Home | About | Sematext search-lucene.com search-hadoop.com
NEW: Monitor These Apps!
elasticsearch, apache solr, apache hbase, hadoop, redis, casssandra, amazon cloudwatch, mysql, memcached, apache kafka, apache zookeeper, apache storm, ubuntu, centOS, red hat, debian, puppet labs, java, senseiDB
 Search Hadoop and all its subprojects:

Switch to Threaded View
HBase >> mail # user >> HBase-Hive integration performance issues


Copy link to this message
-
HBase-Hive integration performance issues
Hi,

I am running Hive and HBase on Amazon EC2. By following the tutorial:
https://cwiki.apache.org/confluence/display/Hive/HBaseIntegration , I
managed to create a HBase table from Hive and insert data into it.

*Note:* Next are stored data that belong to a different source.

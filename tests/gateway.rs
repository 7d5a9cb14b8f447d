mod support;

use futures::{SinkExt, StreamExt};
use serde_json::{Value, json};
use std::time::Duration;
use tokio::net::TcpStream;
use tokio_tungstenite::{MaybeTlsStream, WebSocketStream, connect_async, tungstenite::Message};

type Client = WebSocketStream<MaybeTlsStream<TcpStream>>;

async fn connect() -> Client {
    let (ws, _response) = connect_async(support::ensure_server())
        .await
        .expect("websocket handshake");
    ws
}

async fn send(ws: &mut Client, value: Value) {
    ws.send(Message::Text(value.to_string())).await.expect("send frame");
}

/// Reads frames until one of the given type arrives.
async fn next_of_type(ws: &mut Client, kind: &str) -> Value {
    let wait = async {
        loop {
            let frame = ws.next().await.expect("socket open").expect("valid frame");
            let Message::Text(text) = frame else {
                continue;
            };
            let value: Value = serde_json::from_str(&text).expect("server sends json");
            if value["type"] == kind {
                return value;
            }
        }
    };
    tokio::time::timeout(Duration::from_secs(5), wait)
        .await
        .unwrap_or_else(|_| panic!("no {kind} message within 5s"))
}

async fn create_lobby(ws: &mut Client) -> String {
    send(ws, json!({ "type": "createLobby" })).await;
    let created = next_of_type(ws, "lobbyCreated").await;
    created["data"]["code"].as_str().expect("code is a string").to_string()
}

#[tokio::test]
async fn when_lobby_is_created_then_creator_gets_code_level_and_own_tank() {
    let mut ws = connect().await;
    send(&mut ws, json!({ "type": "setName", "data": "Ada" })).await;

    let code = create_lobby(&mut ws).await;
    assert_eq!(code.len(), 5);
    assert!(code.chars().all(|c| c.is_ascii_uppercase()));

    let level = next_of_type(&mut ws, "updateLevel").await;
    assert_eq!(level["data"]["levelIndex"], 0);
    assert!(level["data"]["grid"].as_array().is_some_and(|rows| !rows.is_empty()));

    let mode = next_of_type(&mut ws, "gameMode").await;
    assert_eq!(mode["data"], "lobby");

    let players = next_of_type(&mut ws, "updatePlayers").await;
    let names: Vec<&str> = players["data"]
        .as_object()
        .expect("players keyed by id")
        .values()
        .filter_map(|p| p["name"].as_str())
        .collect();
    assert!(names.contains(&"Ada"));
}

#[tokio::test]
async fn when_code_is_unknown_then_join_is_refused() {
    let mut ws = connect().await;
    send(&mut ws, json!({ "type": "joinLobby", "data": "ZZZZZZZ" })).await;

    let error = next_of_type(&mut ws, "error").await;
    assert_eq!(error["data"]["message"], "Lobby not found");
}

#[tokio::test]
async fn when_second_client_joins_by_code_then_it_is_admitted() {
    let mut host = connect().await;
    let code = create_lobby(&mut host).await;

    let mut guest = connect().await;
    send(&mut guest, json!({ "type": "joinLobby", "data": code.to_lowercase() })).await;
    let joined = next_of_type(&mut guest, "lobbyJoined").await;
    assert_eq!(joined["data"]["code"], code.as_str());

    send(&mut guest, json!({ "type": "createLobby" })).await;
    let error = next_of_type(&mut guest, "error").await;
    assert_eq!(error["data"]["message"], "Already in a lobby");
}

#[tokio::test]
async fn when_ping_is_sent_then_start_time_is_echoed() {
    let mut ws = connect().await;
    send(&mut ws, json!({ "type": "pingCheck", "data": 1234.5 })).await;

    let pong = next_of_type(&mut ws, "pingResponse").await;
    assert_eq!(pong["data"], 1234.5);
}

It works but with a low performance. To be specific, inserting 1.3 Gb
(50 M rows, 3 columns) takes 30 mins. It is far from what I excepted,
say 100 s.

Actually, my EC2 cluster contains 3 slaves and 1 master whose instance
type is medium(http://aws.amazon.com/ec2/instance-types/#instance-type).

Hadoop 1.0.4 is installed on my cluster. HBase is in pseudo-distributed
mode. A region server is running on the master. HDFS is used as storage.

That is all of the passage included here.